● Problem requirements
From the records below, find each line with the string "crate" and copy it.

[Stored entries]

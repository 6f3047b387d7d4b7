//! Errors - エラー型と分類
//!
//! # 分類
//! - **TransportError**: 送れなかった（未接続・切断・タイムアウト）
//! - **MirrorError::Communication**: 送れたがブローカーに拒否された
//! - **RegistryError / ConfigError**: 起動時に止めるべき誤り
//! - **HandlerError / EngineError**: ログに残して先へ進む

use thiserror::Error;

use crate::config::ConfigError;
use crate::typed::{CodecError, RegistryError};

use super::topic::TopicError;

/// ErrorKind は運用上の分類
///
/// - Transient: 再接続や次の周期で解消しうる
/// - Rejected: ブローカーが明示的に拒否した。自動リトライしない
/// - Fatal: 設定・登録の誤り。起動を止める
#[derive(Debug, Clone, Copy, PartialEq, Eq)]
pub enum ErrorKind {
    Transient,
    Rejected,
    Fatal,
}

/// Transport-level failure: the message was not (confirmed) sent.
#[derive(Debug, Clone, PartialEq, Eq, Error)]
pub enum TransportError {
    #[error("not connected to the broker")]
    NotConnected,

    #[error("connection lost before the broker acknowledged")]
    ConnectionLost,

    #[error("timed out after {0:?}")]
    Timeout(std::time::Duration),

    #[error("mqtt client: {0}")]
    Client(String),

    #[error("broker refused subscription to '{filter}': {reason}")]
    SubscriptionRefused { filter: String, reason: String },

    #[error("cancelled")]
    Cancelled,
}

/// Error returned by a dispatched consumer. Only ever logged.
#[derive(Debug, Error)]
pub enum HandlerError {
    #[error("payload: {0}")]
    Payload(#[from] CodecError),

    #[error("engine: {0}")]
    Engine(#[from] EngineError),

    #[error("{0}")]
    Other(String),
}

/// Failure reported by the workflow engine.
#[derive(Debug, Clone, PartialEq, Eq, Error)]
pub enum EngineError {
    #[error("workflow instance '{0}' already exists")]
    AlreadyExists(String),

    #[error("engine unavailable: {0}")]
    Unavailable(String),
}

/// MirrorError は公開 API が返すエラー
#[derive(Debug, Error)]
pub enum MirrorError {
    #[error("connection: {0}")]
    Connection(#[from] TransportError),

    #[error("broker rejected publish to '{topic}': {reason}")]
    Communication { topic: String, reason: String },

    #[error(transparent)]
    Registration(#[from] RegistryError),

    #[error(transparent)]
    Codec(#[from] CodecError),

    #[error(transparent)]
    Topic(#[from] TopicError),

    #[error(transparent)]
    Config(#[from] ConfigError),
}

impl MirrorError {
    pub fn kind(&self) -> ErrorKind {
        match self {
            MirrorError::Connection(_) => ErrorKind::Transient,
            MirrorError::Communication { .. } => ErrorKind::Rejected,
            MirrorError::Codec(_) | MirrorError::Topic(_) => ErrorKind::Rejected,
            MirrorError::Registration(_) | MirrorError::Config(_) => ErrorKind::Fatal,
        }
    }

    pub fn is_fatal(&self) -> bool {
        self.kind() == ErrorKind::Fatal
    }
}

● Answer to the exercise
use crate::config::ConfigError;
use crate::typed::{CodecError, RegistryError};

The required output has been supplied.